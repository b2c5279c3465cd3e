use std::path::Path;

use quill_core::sync::EntityKind;
use quill_core::{Backup, RestoreSummary};

use crate::commands::common::open_store;
use crate::error::CliError;

pub async fn run_backup_export(output: &Path, data_dir: &Path) -> Result<Backup, CliError> {
    let store = open_store(data_dir).await?;
    let backup = store.export_backup().await?;
    backup.write_to(output).await?;

    println!(
        "Exported {} folder(s), {} note(s) and {} media file(s) to {}",
        backup.count(EntityKind::Folder),
        backup.count(EntityKind::Note),
        backup.count(EntityKind::Media),
        output.display()
    );
    Ok(backup)
}

pub async fn run_backup_import(input: &Path, data_dir: &Path) -> Result<RestoreSummary, CliError> {
    let backup = Backup::read_from(input).await?;
    let store = open_store(data_dir).await?;
    let summary = store.restore_backup(&backup).await?;

    println!(
        "Restored {} entit(ies), removed {}; sync checkpoints were reset",
        summary.restored, summary.removed
    );
    Ok(summary)
}
use std::path::Path;
use std::sync::Arc;
use std::time::Duration;

use quill_core::sync::{
    AdapterRegistry, ConflictPolicy, SyncOptions, SyncOrchestrator, SyncReport,
};
use quill_core::LocalStore;
use serde::Serialize;

use crate::commands::common::{
    conflict_to_item, format_conflict_lines, format_timestamp, open_store, ConflictItem,
};
use crate::config_profiles::ProfilesConfig;
use crate::error::CliError;

const DAY_MS: i64 = 24 * 60 * 60 * 1000;

#[derive(Debug, Serialize)]
pub struct ProfileStatusItem {
    pub name: String,
    pub id: String,
    pub protocol: String,
    pub last_sync_at: Option<i64>,
}

pub async fn run_sync(
    profile_name: &str,
    timeout: Option<u64>,
    policy: ConflictPolicy,
    profiles_path: &Path,
    data_dir: &Path,
) -> Result<SyncReport, CliError> {
    let config = ProfilesConfig::load_from_path(profiles_path)?;
    let profile = config.profile(profile_name)?;

    let store = Arc::new(open_store(data_dir).await?);
    let orchestrator = build_orchestrator(&store, policy).await?;

    let options = timeout.map_or_else(SyncOptions::default, |seconds| {
        SyncOptions::with_deadline(Duration::from_secs(seconds))
    });
    let report = orchestrator.synchronize(profile, options).await?;

    for line in format_report(&profile.name, &report) {
        println!("{line}");
    }
    Ok(report)
}

pub async fn build_orchestrator(
    store: &Arc<LocalStore>,
    policy: ConflictPolicy,
) -> Result<SyncOrchestrator, CliError> {
    let registry = AdapterRegistry::with_defaults(store.replica_id().await?);
    let orchestrator = SyncOrchestrator::load(registry, store.clone(), store.clone()).await?;
    Ok(orchestrator.with_policy(policy))
}

pub fn format_report(profile_name: &str, report: &SyncReport) -> Vec<String> {
    let mut lines = Vec::new();
    if report.is_noop() {
        lines.push(format!("Profile '{profile_name}' is already up to date"));
    } else {
        lines.push(format!(
            "Synced '{profile_name}' over {} in {:.2}s: {} applied, {} pushed, {} conflict(s), {} settled deletion(s)",
            report.protocol,
            report.elapsed.as_secs_f64(),
            report.applied.len(),
            report.pushed.len(),
            report.conflicts.len(),
            report.settled
        ));
    }

    for conflict in &report.conflicts {
        lines.push(format!(
            "  {}  {}  -> {}",
            conflict.key(),
            conflict.kind.as_str(),
            conflict.resolution.as_str()
        ));
    }
    lines
}

pub async fn run_sync_status(
    as_json: bool,
    profiles_path: &Path,
    data_dir: &Path,
) -> Result<(), CliError> {
    let config = ProfilesConfig::load_from_path(profiles_path)?;
    let store = open_store(data_dir).await?;
    let checkpoints = store.list_checkpoints().await?;

    let items = config
        .profiles
        .values()
        .map(|profile| ProfileStatusItem {
            name: profile.name.clone(),
            id: profile.id.clone(),
            protocol: profile.protocol.to_string(),
            last_sync_at: checkpoints.get(&profile.id).copied(),
        })
        .collect::<Vec<_>>();

    if as_json {
        println!("{}", serde_json::to_string_pretty(&items)?);
        return Ok(());
    }

    if items.is_empty() {
        println!("No sync profiles configured.");
        return Ok(());
    }

    for item in items {
        let last_sync = item
            .last_sync_at
            .map_or_else(|| "never".to_string(), format_timestamp);
        println!("{:<16}  {:<15}  {last_sync}", item.name, item.protocol);
    }
    Ok(())
}

pub async fn run_sync_conflicts(
    limit: usize,
    as_json: bool,
    data_dir: &Path,
) -> Result<(), CliError> {
    let store = open_store(data_dir).await?;
    let conflicts = store.list_conflicts(limit).await?;

    if as_json {
        let json_items = conflicts
            .iter()
            .map(conflict_to_item)
            .collect::<Vec<ConflictItem>>();
        println!("{}", serde_json::to_string_pretty(&json_items)?);
        return Ok(());
    }

    if conflicts.is_empty() {
        println!("No sync conflicts recorded.");
        return Ok(());
    }

    for line in format_conflict_lines(&conflicts) {
        println!("{line}");
    }
    Ok(())
}

pub async fn run_sync_reset(
    profile_name: &str,
    profiles_path: &Path,
    data_dir: &Path,
) -> Result<bool, CliError> {
    let config = ProfilesConfig::load_from_path(profiles_path)?;
    let profile = config.profile(profile_name)?;

    let store = open_store(data_dir).await?;
    let cleared = store.reset_checkpoint(&profile.id).await?;
    if cleared {
        println!("Checkpoint for '{}' cleared", profile.name);
    } else {
        println!("Profile '{}' has never synced", profile.name);
    }
    Ok(cleared)
}

pub async fn run_sync_prune(days: u32, data_dir: &Path) -> Result<u64, CliError> {
    let store = open_store(data_dir).await?;
    let removed = store.prune_tombstones(i64::from(days) * DAY_MS).await?;

    println!("Pruned {removed} deletion marker(s)");
    Ok(removed)
}
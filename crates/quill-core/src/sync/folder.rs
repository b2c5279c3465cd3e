//! Folder-backed transport for removable media and plain local folders.
//!
//! Remote layout under the sync root:
//!
//! ```text
//! sync_manifest.json   bookkeeping: last sync, record count, per-replica cursors
//! sync_changes.json    journal of change records (media content stripped)
//! media/<id>           media content
//! ```

use std::collections::{BTreeMap, HashMap};
use std::path::{Path, PathBuf};

use async_trait::async_trait;
use serde::{Deserialize, Serialize};
use tokio::fs;

use super::adapter::{ensure_protocol, SyncAdapter};
use super::change::{ChangeKey, ChangeRecord, EntityKind};
use super::error::{SyncError, SyncResult};
use super::profile::{keys, ProtocolKind, SyncProfile};
use crate::util::unix_millis_now;

const SYNC_DIR_NAME: &str = "QuillSync";
const MANIFEST_FILE: &str = "sync_manifest.json";
const CHANGES_FILE: &str = "sync_changes.json";
const MEDIA_DIR: &str = "media";
const FORMAT_VERSION: u32 = 1;

/// Which profile protocol a folder adapter serves.
#[derive(Debug, Clone, Copy, PartialEq, Eq)]
pub enum FolderMode {
    /// `path` is the sync root; created when missing
    LocalFolder,
    /// `device_path` is a mount point that must exist; sync root is `<device>/QuillSync`
    RemovableMedia,
}

impl FolderMode {
    pub const fn protocol(self) -> ProtocolKind {
        match self {
            Self::LocalFolder => ProtocolKind::LocalFolder,
            Self::RemovableMedia => ProtocolKind::RemovableMedia,
        }
    }
}

/// Bookkeeping persisted next to the journal.
#[derive(Debug, Clone, Default, PartialEq, Eq, Serialize, Deserialize)]
pub struct SyncManifest {
    #[serde(default = "default_format_version")]
    pub format_version: u32,
    #[serde(default)]
    pub last_sync_at: Option<i64>,
    #[serde(default)]
    pub record_count: usize,
    #[serde(default)]
    pub last_device: Option<String>,
    /// Highest journal sequence each replica has acknowledged
    #[serde(default)]
    pub cursors: BTreeMap<String, u64>,
}

const fn default_format_version() -> u32 {
    FORMAT_VERSION
}

#[derive(Debug, Clone, Serialize, Deserialize)]
struct JournalEntry {
    seq: u64,
    origin: String,
    record: ChangeRecord,
}

/// Adapter that exchanges changes through a directory.
pub struct FolderSyncAdapter {
    mode: FolderMode,
    replica_id: String,
    root: Option<PathBuf>,
    fetched_through: Option<u64>,
}

impl FolderSyncAdapter {
    pub fn new(mode: FolderMode, replica_id: impl Into<String>) -> Self {
        Self {
            mode,
            replica_id: replica_id.into(),
            root: None,
            fetched_through: None,
        }
    }

    /// Sync root while connected.
    pub fn sync_root(&self) -> Option<&Path> {
        self.root.as_deref()
    }

    /// Read the manifest at the connected sync root.
    pub async fn manifest(&self) -> SyncResult<SyncManifest> {
        let root = self.connected_root()?;
        read_manifest(root)
            .await
            .map_err(SyncError::EndpointUnavailable)
    }

    fn connected_root(&self) -> SyncResult<&Path> {
        self.root
            .as_deref()
            .ok_or_else(|| SyncError::EndpointUnavailable("folder adapter is not connected".into()))
    }

    async fn resolve_root(&self, profile: &SyncProfile) -> SyncResult<PathBuf> {
        match self.mode {
            FolderMode::LocalFolder => {
                let path = profile.folder_path().ok_or_else(|| {
                    SyncError::ConfigurationInvalid(format!(
                        "profile '{}' is missing required setting '{}'",
                        profile.name,
                        keys::PATH
                    ))
                })?;
                if !is_dir(&path).await {
                    let parent_exists = match path.parent() {
                        Some(parent) if !parent.as_os_str().is_empty() => is_dir(parent).await,
                        _ => true,
                    };
                    if !parent_exists || path.exists() {
                        return Err(SyncError::EndpointUnavailable(format!(
                            "sync folder {} cannot be reached",
                            path.display()
                        )));
                    }
                    fs::create_dir(&path).await.map_err(|error| {
                        SyncError::EndpointUnavailable(format!(
                            "failed to create sync folder {}: {error}",
                            path.display()
                        ))
                    })?;
                }
                Ok(path)
            }
            FolderMode::RemovableMedia => {
                let device = profile.device_path().ok_or_else(|| {
                    SyncError::ConfigurationInvalid(format!(
                        "profile '{}' is missing required setting '{}'",
                        profile.name,
                        keys::DEVICE_PATH
                    ))
                })?;
                if !is_dir(&device).await {
                    return Err(SyncError::EndpointUnavailable(format!(
                        "removable device {} is not mounted",
                        device.display()
                    )));
                }
                Ok(device.join(SYNC_DIR_NAME))
            }
        }
    }
}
· · · · · · ·
WORK TO BE COMPLETED
Report the number of lines in these entries that hold the word "AdapterRegistry". Add nothing else.

RESPONSE TO THIS TASK
2